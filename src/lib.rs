#![doc = include_str!("../README.md")]

// Core computations
pub mod angle;
pub mod error;
pub mod heading;
pub mod homography;
pub mod track;
pub mod types;

// Map alignment state and tooling around the core.
pub mod config;
pub mod io;
pub mod picking;
pub mod reference;

// --- High-level re-exports -------------------------------------------------

pub use crate::error::TrackError;
pub use crate::types::{Matrix3x3, Quaternion, TrackData, Vector2, Vector3, Waypoint};

pub use crate::angle::{bearing, normalize_angle};
pub use crate::heading::{quaternion_of, yaw_of};
pub use crate::homography::{project, solve};
pub use crate::reference::{CanvasSize, MapReference, MapTransform};
pub use crate::track::{average_heading, neighbor_indices, normalize_all};

// --- Prelude ---------------------------------------------------------------

/// Small prelude for quick experiments.
///
/// ```
/// use track_align::prelude::*;
///
/// let dst = [
///     Vector2::new(0.0, 0.0),
///     Vector2::new(100.0, 0.0),
///     Vector2::new(100.0, 100.0),
///     Vector2::new(0.0, 100.0),
/// ];
/// let src = [
///     Vector2::new(0.0, 0.0),
///     Vector2::new(1.0, 0.0),
///     Vector2::new(1.0, 1.0),
///     Vector2::new(0.0, 1.0),
/// ];
/// let h = solve(&src, &dst).unwrap_or_else(|_| Matrix3x3::identity());
/// let p = project(&h, &Vector2::new(0.5, 0.5));
/// assert!((p.x - 50.0).abs() < 1e-9 && (p.y - 50.0).abs() < 1e-9);
/// ```
pub mod prelude {
    pub use crate::track::{average_heading, normalize_all};
    pub use crate::{
        normalize_angle, project, quaternion_of, solve, yaw_of, Matrix3x3, TrackData, Vector2,
        Vector3, Waypoint,
    };
}
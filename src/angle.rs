//! Angle utilities shared by the heading and averaging routines.
//!
//! All angles are radians on the XY plane, measured counter-clockwise from +X.

use crate::types::Vector3;
use std::f64::consts::{PI, TAU};

/// Wraps an angle into `(-π, π]`.
///
/// Uses the sign-preserving remainder, then shifts once by `2π` if the
/// remainder lies outside the range.
#[inline]
pub fn normalize_angle(rad: f64) -> f64 {
    let r = rad % TAU;
    if r < -PI {
        r + TAU
    } else if r > PI {
        r - TAU
    } else if r == -PI {
        PI
    } else {
        r
    }
}

/// Shortest-arc distance between two angles, in `[0, π]`.
#[inline]
pub fn angular_distance(a: f64, b: f64) -> f64 {
    normalize_angle(a - b).abs()
}

/// Direction of travel from `from` to `to` on the XY plane. Z is ignored.
#[inline]
pub fn bearing(from: &Vector3, to: &Vector3) -> f64 {
    (to.y - from.y).atan2(to.x - from.x)
}

/// Sign with `sign(0) = 0` (and `sign(NaN) = NaN`), unlike `f64::signum`
/// which returns `±1` for signed zeros.
#[inline]
pub fn sign(x: f64) -> f64 {
    if x > 0.0 {
        1.0
    } else if x < 0.0 {
        -1.0
    } else {
        x * 0.0
    }
}

/// The opposite direction, `x - sign(x)·π`. Zero maps to itself.
#[inline]
pub fn antipode(x: f64) -> f64 {
    x - sign(x) * PI
}

#[inline]
pub fn to_degrees(rad: f64) -> f64 {
    rad * (180.0 / PI)
}

#[inline]
pub fn to_radians(deg: f64) -> f64 {
    deg * PI / 180.0
}

#[cfg(test)]
mod tests {
    use super::*;
    use std::f64::consts::FRAC_PI_2;

    fn approx_eq(a: f64, b: f64) -> bool {
        (a - b).abs() < 1e-9
    }

    #[test]
    fn normalize_angle_basic() {
        assert!(approx_eq(normalize_angle(0.5), 0.5));
        assert!(approx_eq(normalize_angle(3.0 * FRAC_PI_2), -FRAC_PI_2));
        assert!(approx_eq(normalize_angle(-3.0 * FRAC_PI_2), FRAC_PI_2));
        assert!(approx_eq(normalize_angle(PI), PI));
        assert!(approx_eq(normalize_angle(-PI), PI));
        assert!(approx_eq(normalize_angle(TAU), 0.0));
    }

    #[test]
    fn normalize_angle_stays_in_range() {
        let mut x = -50.0;
        while x < 50.0 {
            let n = normalize_angle(x);
            assert!(n > -PI && n <= PI, "normalize({x}) = {n}");
            assert!(approx_eq(normalize_angle(n), n));
            x += 0.173;
        }
    }

    #[test]
    fn normalize_angle_ignores_full_turns() {
        let x = 0.8;
        for k in -5..=5 {
            let shifted = x + TAU * k as f64;
            assert!((normalize_angle(shifted) - normalize_angle(x)).abs() < 1e-9);
        }
    }

    #[test]
    fn angular_distance_handles_wrap() {
        assert!(approx_eq(angular_distance(PI - 0.1, -PI + 0.1), 0.2));
        assert!(approx_eq(angular_distance(0.0, FRAC_PI_2), FRAC_PI_2));
        assert!(approx_eq(angular_distance(0.25, 1.7), angular_distance(1.7, 0.25)));
    }

    #[test]
    fn bearing_ignores_height() {
        let a = Vector3::new(0.0, 0.0, 5.0);
        let b = Vector3::new(0.0, 3.0, -40.0);
        assert!(approx_eq(bearing(&a, &b), FRAC_PI_2));
        let c = Vector3::new(-2.0, 0.0, 0.0);
        assert!(approx_eq(bearing(&a, &c), PI));
    }

    #[test]
    fn antipode_of_zero_is_zero() {
        assert_eq!(sign(0.0), 0.0);
        assert_eq!(antipode(0.0), 0.0);
        assert!(approx_eq(antipode(0.5), 0.5 - PI));
        assert!(approx_eq(antipode(-0.5), PI - 0.5));
    }

    #[test]
    fn degree_conversion() {
        assert!(approx_eq(to_radians(180.0), PI));
        assert!(approx_eq(to_degrees(-FRAC_PI_2), -90.0));
    }
}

==================================================

*Try it:* Print the records again, exactly as they stand above.

*Worked solution:*
filename src/lib.rs
#![doc = include_str!("../README.md")]

// Core computations
pub mod angle;
pub mod error;
pub mod heading;
pub mod homography;
pub mod track;
pub mod types;

// Map alignment state and tooling around the core.
pub mod config;
pub mod io;
pub mod picking;
pub mod reference;

// --- High-level re-exports -------------------------------------------------

pub use crate::error::TrackError;
pub use crate::types::{Matrix3x3, Quaternion, TrackData, Vector2, Vector3, Waypoint};

pub use crate::angle::{bearing, normalize_angle};
pub use crate::heading::{quaternion_of, yaw_of};
pub use crate::homography::{project, solve};
pub use crate::reference::{CanvasSize, MapReference, MapTransform};
pub use crate::track::{average_heading, neighbor_indices, normalize_all};

// --- Prelude ---------------------------------------------------------------

/// Small prelude for quick experiments.
///
/// ```
/// use track_align::prelude::*;
///
/// let dst = [
///     Vector2::new(0.0, 0.0),
///     Vector2::new(100.0, 0.0),
///     Vector2::new(100.0, 100.0),
///     Vector2::new(0.0, 100.0),
/// ];
/// let src = [
///     Vector2::new(0.0, 0.0),
///     Vector2::new(1.0, 0.0),
///     Vector2::new(1.0, 1.0),
///     Vector2::new(0.0, 1.0),
/// ];
/// let h = solve(&src, &dst).unwrap_or_else(|_| Matrix3x3::identity());
/// let p = project(&h, &Vector2::new(0.5, 0.5));
/// assert!((p.x - 50.0).abs() < 1e-9 && (p.y - 50.0).abs() < 1e-9);
/// ```
pub mod prelude {
    pub use crate::track::{average_heading, normalize_all};
    pub use crate::{
        normalize_angle, project, quaternion_of, solve, yaw_of, Matrix3x3, TrackData, Vector2,
        Vector3, Waypoint,
    };
}
filename src/angle.rs
//! Angle utilities shared by the heading and averaging routines.
//!
//! All angles are radians on the XY plane, measured counter-clockwise from +X.

use crate::types::Vector3;
use std::f64::consts::{PI, TAU};

/// Wraps an angle into `(-π, π]`.
///
/// Uses the sign-preserving remainder, then shifts once by `2π` if the
/// remainder lies outside the range.
#[inline]
pub fn normalize_angle(rad: f64) -> f64 {
    let r = rad % TAU;
    if r < -PI {
        r + TAU
    } else if r > PI {
        r - TAU
    } else if r == -PI {
        PI
    } else {
        r
    }
}

/// Shortest-arc distance between two angles, in `[0, π]`.
#[inline]
pub fn angular_distance(a: f64, b: f64) -> f64 {
    normalize_angle(a - b).abs()
}

/// Direction of travel from `from` to `to` on the XY plane. Z is ignored.
#[inline]
pub fn bearing(from: &Vector3, to: &Vector3) -> f64 {
    (to.y - from.y).atan2(to.x - from.x)
}

/// Sign with `sign(0) = 0` (and `sign(NaN) = NaN`), unlike `f64::signum`
/// which returns `±1` for signed zeros.
#[inline]
pub fn sign(x: f64) -> f64 {
    if x > 0.0 {
        1.0
    } else if x < 0.0 {
        -1.0
    } else {
        x * 0.0
    }
}

/// The opposite direction, `x - sign(x)·π`. Zero maps to itself.
#[inline]
pub fn antipode(x: f64) -> f64 {
    x - sign(x) * PI
}

#[inline]
pub fn to_degrees(rad: f64) -> f64 {
    rad * (180.0 / PI)
}

#[inline]
pub fn to_radians(deg: f64) -> f64 {
    deg * PI / 180.0
}

#[cfg(test)]
mod tests {
    use super::*;
    use std::f64::consts::FRAC_PI_2;

    fn approx_eq(a: f64, b: f64) -> bool {
        (a - b).abs() < 1e-9
    }

    #[test]
    fn normalize_angle_basic() {
        assert!(approx_eq(normalize_angle(0.5), 0.5));
        assert!(approx_eq(normalize_angle(3.0 * FRAC_PI_2), -FRAC_PI_2));
        assert!(approx_eq(normalize_angle(-3.0 * FRAC_PI_2), FRAC_PI_2));
        assert!(approx_eq(normalize_angle(PI), PI));
        assert!(approx_eq(normalize_angle(-PI), PI));
        assert!(approx_eq(normalize_angle(TAU), 0.0));
    }

    #[test]
    fn normalize_angle_stays_in_range() {
        let mut x = -50.0;
        while x < 50.0 {
            let n = normalize_angle(x);
            assert!(n > -PI && n <= PI, "normalize({x}) = {n}");
            assert!(approx_eq(normalize_angle(n), n));
            x += 0.173;
        }
    }

    #[test]
    fn normalize_angle_ignores_full_turns() {
        let x = 0.8;
        for k in -5..=5 {
            let shifted = x + TAU * k as f64;
            assert!((normalize_angle(shifted) - normalize_angle(x)).abs() < 1e-9);
        }
    }

    #[test]
    fn angular_distance_handles_wrap() {
        assert!(approx_eq(angular_distance(PI - 0.1, -PI + 0.1), 0.2));
        assert!(approx_eq(angular_distance(0.0, FRAC_PI_2), FRAC_PI_2));
        assert!(approx_eq(angular_distance(0.25, 1.7), angular_distance(1.7, 0.25)));
    }

    #[test]
    fn bearing_ignores_height() {
        let a = Vector3::new(0.0, 0.0, 5.0);
        let b = Vector3::new(0.0, 3.0, -40.0);
        assert!(approx_eq(bearing(&a, &b), FRAC_PI_2));
        let c = Vector3::new(-2.0, 0.0, 0.0);
        assert!(approx_eq(bearing(&a, &c), PI));
    }

    #[test]
    fn antipode_of_zero_is_zero() {
        assert_eq!(sign(0.0), 0.0);
        assert_eq!(antipode(0.0), 0.0);
        assert!(approx_eq(antipode(0.5), 0.5 - PI));
        assert!(approx_eq(antipode(-0.5), PI - 0.5));
    }

    #[test]
    fn degree_conversion() {
        assert!(approx_eq(to_radians(180.0), PI));
        assert!(approx_eq(to_degrees(-FRAC_PI_2), -90.0));
    }
}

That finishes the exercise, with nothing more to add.